**TASK INSTRUCTIONS**
For the entries that follow, restate word for word the line containing "style(parent.display()).red()", the line containing "pub(crate) fn is_stdin(path: &Path)", and every line that lies between them.

**DATA TO PROCESS**
......
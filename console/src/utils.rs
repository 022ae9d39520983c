use std::path::{
    Path,
    PathBuf,
};

use anyhow::{
    anyhow,
    bail,
};
use biotsv::prelude::{
    Column,
    TsvError,
};
use clap::Args;
use console::style;
use log::LevelFilter;

/// Options shared by every subcommand.
#[derive(Args, Debug, Clone)]
pub(crate) struct UtilsArgs {
    #[arg(
        short = 'v',
        long,
        action = clap::ArgAction::Count,
        help = "Raise log verbosity (-v debug, -vv trace). RUST_LOG overrides."
    )]
    pub verbose: u8,
}

impl UtilsArgs {
    pub fn level(&self) -> LevelFilter {
        match self.verbose {
            0 => LevelFilter::Info,
            1 => LevelFilter::Debug,
            _ => LevelFilter::Trace,
        }
    }

    pub fn setup(&self) -> anyhow::Result<()> {
        let mut builder = pretty_env_logger::formatted_builder();
        builder.filter_level(self.level());
        if let Ok(filters) = std::env::var("RUST_LOG") {
            builder.parse_filters(&filters);
        }
        builder
            .try_init()
            .map_err(|e| anyhow!("Failed to set up logger: {}", e))
    }
}

pub(crate) trait PipelineCommand {
    fn run(&self) -> anyhow::Result<()>;
}

/// `-` stands for standard input and is always accepted.
pub(crate) fn validate_input(path: &Path) -> anyhow::Result<PathBuf> {
    if is_stdin(path) {
        return Ok(path.to_path_buf());
    }
    if !path.exists() {
        bail!("Path {} does not exist.", style(path.display()).red());
    }
    if !path.is_file() {
        bail!("Path {} is not a file.", style(path.display()).red());
    }
    Ok(path.to_path_buf())
}

pub(crate) fn validate_output(path: &Path) -> anyhow::Result<PathBuf> {
    if let Some(parent) = path.parent() {
        if !parent.as_os_str().is_empty() && !parent.is_dir() {
            bail!(
                "Output directory {} does not exist.",
                style(parent.display()).red()
            );
        }
    }
    if path.is_dir() {
        bail!("Output path {} is a directory.", style(path.display()).red());
    }
    Ok(path.to_path_buf())
}

pub(crate) fn is_stdin(path: &Path) -> bool {
    path.as_os_str() == "-"
}

/// Column argument parser. `NAME:conv` must resolve to a known converter.
pub(crate) fn parse_column(spec: &str) -> Result<Column, TsvError> {
    spec.parse()
}

/// Turns the escapes a shell user would type (`\t`, `\n`, `\\`) into the
/// characters they stand for.
pub(crate) fn unescape(text: &str) -> String {
    let mut out = String::with_capacity(text.len());
    let mut chars = text.chars();
    while let Some(c) = chars.next() {
        if c != '\\' {
            out.push(c);
            continue;
        }
        match chars.next() {
            Some('t') => out.push('\t'),
            Some('n') => out.push('\n'),
            Some('\\') => out.push('\\'),
            Some(other) => {
                out.push('\\');
                out.push(other);
            },
            None => out.push('\\'),
        }
    }
    out
}

#[cfg(test)]
mod tests {
    use super::*;

    #[test]
    fn unescape_tab_and_literals() {
        assert_eq!(unescape("\\t"), "\t");
        assert_eq!(unescape(","), ",");
        assert_eq!(unescape("a\\\\b"), "a\\b");
        assert_eq!(unescape("\\x"), "\\x");
    }

    #[test]
    fn column_arguments_resolve_converters() {
        let column = parse_column("START:int").expect("known converter");
        assert_eq!(column.name, "START");
        assert_eq!(
            column
                .converter
                .as_ref()
                .map(|c| c.name()),
            Some("int")
        );
        assert_eq!(
            parse_column("A:decimal").err(),
            Some(TsvError::UnknownConverter("decimal".to_string()))
        );
    }

    #[test]
    fn verbosity_levels() {
        let utils = UtilsArgs { verbose: 2 };
        assert_eq!(utils.level(), LevelFilter::Trace);
    }
}
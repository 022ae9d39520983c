mod convert;
mod head;
mod join;
mod utils;

use clap::{
    Parser,
    Subcommand,
};
use convert::ConvertArgs;
use head::HeadArgs;
use join::JoinArgs;
use utils::{
    PipelineCommand,
    UtilsArgs,
};
use wild::ArgsOs;

#[derive(Parser, Debug)]
#[command(
    author = env!("CARGO_PKG_AUTHORS"),
    version = env!("CARGO_PKG_VERSION"),
    about = env!("CARGO_PKG_DESCRIPTION"),
    long_about = None,)]
struct Cli {
    #[command(subcommand)]
    command: MainMenu,
}

#[derive(Subcommand, Debug)]
enum MainMenu {
    /// Re-read a file with one format and write it with another.
    Convert {
        #[clap(flatten)]
        utils: UtilsArgs,
        #[clap(flatten)]
        args:  ConvertArgs,
    },

    /// Merge-join sorted files on their first column.
    Join {
        #[clap(flatten)]
        utils: UtilsArgs,
        #[clap(flatten)]
        args:  JoinArgs,
    },

    /// Print the derived columns and the first rows of a file.
    Head {
        #[clap(flatten)]
        utils: UtilsArgs,
        #[clap(flatten)]
        args:  HeadArgs,
    },
}

fn main() -> anyhow::Result<()> {
    let args: ArgsOs = wild::args_os();
    let cli = Cli::parse_from(args);

    match cli.command {
        MainMenu::Convert { utils, args } => {
            utils.setup()?;
            args.run()?;
        },
        MainMenu::Join { utils, args } => {
            utils.setup()?;
            args.run()?;
        },
        MainMenu::Head { utils, args } => {
            utils.setup()?;
            args.run()?;
        },
    }
    Ok(())
}

#[cfg(test)]
mod tests {
    use clap::CommandFactory;

    use super::*;

    #[test]
    fn cli_is_consistent() {
        Cli::command().debug_assert();
    }

    #[test]
    fn convert_parses_columns() {
        let cli = Cli::try_parse_from([
            "biotsv",
            "convert",
            "in.bed",
            "-o",
            "out.txt",
            "--from",
            "bed",
            "--out-cnames",
            "CHR,START:int",
            "-v",
        ])
        .expect("valid command line");
        match cli.command {
            MainMenu::Convert { utils, args } => {
                assert_eq!(utils.verbose, 1);
                let (_, writer, _) = args.options().expect("options resolve");
                let names = writer
                    .cnames
                    .iter()
                    .map(|c| (c.name.as_str(), c.converter.as_ref().map(|v| v.name())))
                    .collect::<Vec<_>>();
                assert_eq!(names, vec![("CHR", None), ("START", Some("int"))]);
            },
            other => panic!("unexpected subcommand {:?}", other),
        }
    }

    #[test]
    fn unknown_converter_is_a_usage_error() {
        let result = Cli::try_parse_from([
            "biotsv",
            "head",
            "in.txt",
            "--cnames",
            "A:decimal",
        ]);
        assert!(result.is_err());
    }
}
......
**ANSWER SPACE**
                style(parent.display()).red()
            );
        }
    }
    if path.is_dir() {
        bail!("Output path {} is a directory.", style(path.display()).red());
    }
    Ok(path.to_path_buf())
}

pub(crate) fn is_stdin(path: &Path) -> bool {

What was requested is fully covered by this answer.